# What you should do:
In the material below, the required lines run from the one containing "mod upload;" through the one containing "let Some(target) = ev.target()". Copy those lines exactly, ends included, and nothing else.

# Source material:
//! Breadcrumb trail derivation.
//!
//! Maps the `path` segments of a listing to the crumbs the path bar renders.
//! The backend reports the path from the root down to the current folder;
//! every prefix of it is a navigation target except the full path itself,
//! which names the folder already on screen.

use crate::models::{AppRoute, PathSegment};

/// One entry in the path bar.
#[derive(Clone, Debug, PartialEq, Eq)]
pub struct Crumb {
    /// Display name of the segment.
    pub label: String,
    /// Route this crumb navigates to; `None` marks the current folder.
    pub target: Option<AppRoute>,
}

/// Derives the crumb trail for a listing's `path`.
///
/// The root crumb always comes first. At root the trail is that single
/// non-navigable crumb; anywhere deeper, every crumb except the last is a
/// link to its folder.
pub fn breadcrumb_trail(path: &[PathSegment]) -> Vec<Crumb> {
    let mut crumbs = Vec::with_capacity(path.len() + 1);
    crumbs.push(Crumb {
        label: "Root".to_string(),
        target: (!path.is_empty()).then_some(AppRoute::Root),
    });
    for (index, segment) in path.iter().enumerate() {
        let is_last = index + 1 == path.len();
        crumbs.push(Crumb {
            label: segment.name.clone(),
            target: (!is_last).then(|| AppRoute::Folder {
                id: segment.id.clone(),
            }),
        });
    }
    crumbs
}

#[cfg(test)]
mod tests {
    use super::*;

    fn segment(id: &str, name: &str) -> PathSegment {
        PathSegment {
            id: id.to_string(),
            name: name.to_string(),
        }
    }

    #[test]
    fn root_listing_yields_a_single_inactive_crumb() {
        let crumbs = breadcrumb_trail(&[]);
        assert_eq!(
            crumbs,
            vec![Crumb {
                label: "Root".to_string(),
                target: None,
            }]
        );
    }

    #[test]
    fn nested_path_links_every_crumb_but_the_last() {
        let crumbs = breadcrumb_trail(&[
            segment("42", "Projects"),
            segment("77", "Reports"),
            segment("93", "2024"),
        ]);

        assert_eq!(crumbs.len(), 4);
        assert_eq!(crumbs[0].label, "Root");
        assert_eq!(crumbs[0].target, Some(AppRoute::Root));
        assert_eq!(crumbs[1].label, "Projects");
        assert_eq!(
            crumbs[1].target,
            Some(AppRoute::Folder {
                id: "42".to_string()
            })
        );
        assert_eq!(crumbs[2].label, "Reports");
        assert_eq!(
            crumbs[2].target,
            Some(AppRoute::Folder {
                id: "77".to_string()
            })
        );
        assert_eq!(crumbs[3].label, "2024");
        assert_eq!(crumbs[3].target, None);
    }

    #[test]
    fn single_segment_path_links_only_the_root() {
        let crumbs = breadcrumb_trail(&[segment("42", "Projects")]);

        assert_eq!(crumbs.len(), 2);
        assert_eq!(crumbs[0].target, Some(AppRoute::Root));
        assert_eq!(crumbs[1].label, "Projects");
        assert_eq!(crumbs[1].target, None);
    }

    #[test]
    fn exactly_one_crumb_is_inactive() {
        for depth in 0..5 {
            let path: Vec<PathSegment> = (0..depth)
                .map(|i| segment(&i.to_string(), &format!("level-{}", i)))
                .collect();
            let crumbs = breadcrumb_trail(&path);

            assert_eq!(crumbs.len(), depth + 1);
            let inactive = crumbs.iter().filter(|crumb| crumb.target.is_none()).count();
            assert_eq!(inactive, 1);
            assert!(crumbs.last().unwrap().target.is_none());
        }
    }
}
//! File list component for the browser view.
//!
//! Displays the loaded listing in list format, folders before files, each
//! group in the order the backend sent. Folder rows navigate; file rows
//! carry a download link.

use leptos::prelude::*;
use leptos_icons::Icon;

use crate::api;
use crate::app::AppContext;
use crate::components::icons as ic;
use crate::models::{AppRoute, FolderEntry};

stylance::import_crate_style!(css, "src/components/browser/file_list.module.css");

#[component]
pub fn FileList() -> impl IntoView {
    let ctx = use_context::<AppContext>().expect("AppContext must be provided");

    // Folders first, then files; within each group backend order is kept
    let entries = Signal::derive(move || {
        ctx.browser.session.with(|session| {
            session
                .listing()
                .map(|listing| {
                    listing
                        .folders
                        .iter()
                        .chain(listing.files.iter())
                        .cloned()
                        .collect::<Vec<_>>()
                })
                .unwrap_or_default()
        })
    });

    view! {
        <div class=css::list role="grid" aria-label="Folder contents">
            <div class=css::listHeader role="row">
                <span class=css::headerIcon></span>
                <span class=css::headerName>"Name"</span>
                <span class=css::headerAction></span>
            </div>
            <For
                each=move || entries.get()
                key=|entry| entry.id.clone()
                children=move |entry| {
                    view! { <FileListItem entry=entry /> }
                }
            />
        </div>
    }
}

#[component]
fn FileListItem(entry: FolderEntry) -> impl IntoView {
    let is_folder = entry.folder;
    let icon = if is_folder { ic::FOLDER } else { ic::FILE };
    let entry_id = entry.id.clone();

    // Folder rows navigate into the folder; file rows do nothing on click
    let handle_click = move |_: leptos::ev::MouseEvent| {
        if is_folder {
            AppRoute::Folder {
                id: entry_id.clone(),
            }
            .push();
        }
    };

    let item_class = if is_folder {
        format!("{} {}", css::listItem, css::listItemNav)
    } else {
        css::listItem.to_string()
    };

    let name_class = if is_folder {
        format!("{} {}", css::name, css::nameDir)
    } else {
        format!("{} {}", css::name, css::nameFile)
    };

    let download = (!is_folder).then(|| api::download_url(&entry.id));

    view! {
        <div class=item_class on:click=handle_click role="row">
            <span class=css::icon aria-hidden="true"><Icon icon=icon /></span>
            <span class=name_class>{entry.name.clone()}</span>
            <span class=css::action>
                {match download {
                    Some(href) => view! {
                        <a
                            class=css::downloadLink
                            href=href
                            title="Download"
                            on:click=|ev| ev.stop_propagation()
                        >
                            <Icon icon=ic::DOWNLOAD />
                        </a>
                    }.into_any(),
                    None => view! {
                        <span class=css::chevron aria-hidden="true">
                            <Icon icon=ic::CHEVRON_RIGHT />
                        </span>
                    }.into_any(),
                }}
            </span>
        </div>
    }
}
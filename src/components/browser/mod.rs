//! File browser UI components.
//!
//! The browsing surface for the folder tree backed by the session state.
//!
//! Components:
//! - [`FileBrowser`] - Session-driven view (loading, error, or listing)
//! - `Breadcrumbs` - Clickable path bar
//! - `FileList` - Folders and files of the loaded listing
//! - `CreateFolderForm` - Folder creation control
//! - `UploadZone` - File picker and drop target around the list

mod breadcrumbs;
#[allow(clippy::module_inception)]
mod browser;
mod create_folder;
mod feedback_note;
mod file_list;
mod upload;

pub use browser::FileBrowser;
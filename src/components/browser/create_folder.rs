//! Folder creation form.
//!
//! A single text field and submit button. Validation beyond emptiness is
//! the backend's job; whatever it rejects comes back as feedback next to
//! the form, and the listing stays as it was.

use leptos::{ev, prelude::*};
use leptos_icons::Icon;
use wasm_bindgen::JsCast;

use super::feedback_note::FeedbackNote;
use crate::app::AppContext;
use crate::components::icons as ic;

stylance::import_crate_style!(css, "src/components/browser/create_folder.module.css");

#[component]
pub fn CreateFolderForm() -> impl IntoView {
    let ctx = use_context::<AppContext>().expect("AppContext must be provided");
    let (name, set_name) = signal(String::new());

    let handle_input = move |ev: ev::Event| {
        let Some(target) = ev.target() else { return };
        let input = target.unchecked_into::<web_sys::HtmlInputElement>();
        set_name.set(input.value());
    };

    // The field keeps its value on failure so the name can be corrected; a
    // success navigates away and remounts the form empty.
    let handle_submit = move |ev: ev::SubmitEvent| {
        ev.prevent_default();
        ctx.browser.create_folder(name.get());
    };

    view! {
        <form class=css::form on:submit=handle_submit>
            <input
                type="text"
                class=css::input
                placeholder="New folder name"
                autocomplete="off"
                prop:value=name
                on:input=handle_input
            />
            <button type="submit" class=css::button>
                <span class=css::buttonIcon><Icon icon=ic::FOLDER_PLUS /></span>
                "Create folder"
            </button>
            <FeedbackNote feedback=ctx.browser.create_feedback />
        </form>
    }
}
//! Outcome messages for mutating operations.
//!
//! Folder creation and uploads never touch the session status on failure;
//! their outcomes are surfaced as [`Feedback`] next to the triggering
//! control instead.

/// Tone of a feedback message.
#[derive(Clone, Copy, Debug, PartialEq, Eq)]
pub enum FeedbackKind {
    Success,
    Error,
}

/// A short status message tied to the control that produced it.
#[derive(Clone, Debug, PartialEq, Eq)]
pub struct Feedback {
    pub kind: FeedbackKind,
    pub message: String,
}

impl Feedback {
    /// A success message.
    pub fn success(message: impl Into<String>) -> Self {
        Self {
            kind: FeedbackKind::Success,
            message: message.into(),
        }
    }

    /// An error message.
    pub fn error(message: impl Into<String>) -> Self {
        Self {
            kind: FeedbackKind::Error,
            message: message.into(),
        }
    }
}
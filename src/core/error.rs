//! Custom error types for the application.
//!
//! A single error enum covers the backend boundary: listing loads store it
//! in the session on failure, mutating operations surface it as feedback.

use thiserror::Error;

/// Network/fetch-related errors for requests against the hierarchy service.
#[derive(Debug, Clone, PartialEq, Eq, Error)]
pub enum ApiError {
    /// Browser window not available
    #[error("Browser window not available")]
    NoWindow,
    /// Failed to create HTTP request
    #[error("Failed to create request")]
    RequestCreationFailed,
    /// Network request failed (offline, DNS, CORS)
    #[error("Network error: {0}")]
    NetworkError(String),
    /// HTTP error response (non-2xx status)
    #[error("HTTP error: {0}")]
    HttpError(u16),
    /// Failed to read response body
    #[error("Failed to read response")]
    ResponseReadFailed,
    /// Invalid response content (not text)
    #[error("Invalid response content")]
    InvalidContent,
    /// Response body was valid text but not the expected JSON shape
    #[error("Malformed response: {0}")]
    JsonParseError(String),
    /// Request timed out
    #[error("Request timed out")]
    Timeout,
}
//! Main file browser component.
//!
//! Renders whatever state the folder session is in: a loading notice, a
//! full-page load error, or the listing with its controls. Navigation stays
//! available in every state, so a dead folder never strands the user.

use leptos::prelude::*;
use leptos_icons::Icon;

use super::breadcrumbs::Breadcrumbs;
use super::create_folder::CreateFolderForm;
use super::upload::UploadZone;
use crate::app::AppContext;
use crate::components::icons as ic;
use crate::core::SessionStatus;
use crate::models::AppRoute;

stylance::import_crate_style!(css, "src/components/browser/browser.module.css");

/// File browser view driven by the folder session.
#[component]
pub fn FileBrowser() -> impl IntoView {
    let ctx = use_context::<AppContext>().expect("AppContext must be provided");

    view! {
        <div class=css::browser>
            {move || {
                // Clone the status out so no signal borrow is held while the
                // subtree renders.
                let status = ctx.browser.session.with(|session| session.status().clone());
                match status {
                    SessionStatus::Loading => view! { <LoadingView /> }.into_any(),
                    SessionStatus::Failed(error) => {
                        view! { <LoadErrorView message=error.to_string() /> }.into_any()
                    }
                    SessionStatus::Loaded(_) => view! { <ListingView /> }.into_any(),
                }
            }}
        </div>
    }
}

/// Listing plus its controls; rendered only once a load succeeded.
#[component]
fn ListingView() -> impl IntoView {
    view! {
        <Breadcrumbs />
        <CreateFolderForm />
        <UploadZone />
    }
}

/// Placeholder shown while a load cycle is in flight.
#[component]
fn LoadingView() -> impl IntoView {
    view! {
        <div class=css::loading>
            <span>"Loading ..."</span>
        </div>
    }
}

/// Full-page load failure.
///
/// The listing is gone for this folder, but both actions below and the
/// browser's own back button still work.
#[component]
fn LoadErrorView(message: String) -> impl IntoView {
    let ctx = use_context::<AppContext>().expect("AppContext must be provided");

    view! {
        <div class=css::error>
            <span class=css::errorIcon><Icon icon=ic::ALERT /></span>
            <p class=css::errorTitle>"Could not load this folder"</p>
            <p class=css::errorDetail>{message}</p>
            <div class=css::errorActions>
                <button class=css::errorButton on:click=move |_| ctx.browser.reload()>
                    "Try again"
                </button>
                <button class=css::errorButton on:click=|_| AppRoute::Root.push()>
                    "Go to root"
                </button>
            </div>
        </div>
    }
}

# Your response:
mod upload;

pub use browser::FileBrowser;
filename src/components/browser/create_folder.rs
//! Folder creation form.
//!
//! A single text field and submit button. Validation beyond emptiness is
//! the backend's job; whatever it rejects comes back as feedback next to
//! the form, and the listing stays as it was.

use leptos::{ev, prelude::*};
use leptos_icons::Icon;
use wasm_bindgen::JsCast;

use super::feedback_note::FeedbackNote;
use crate::app::AppContext;
use crate::components::icons as ic;

stylance::import_crate_style!(css, "src/components/browser/create_folder.module.css");

#[component]
pub fn CreateFolderForm() -> impl IntoView {
    let ctx = use_context::<AppContext>().expect("AppContext must be provided");
    let (name, set_name) = signal(String::new());

    let handle_input = move |ev: ev::Event| {
        let Some(target) = ev.target() else { return };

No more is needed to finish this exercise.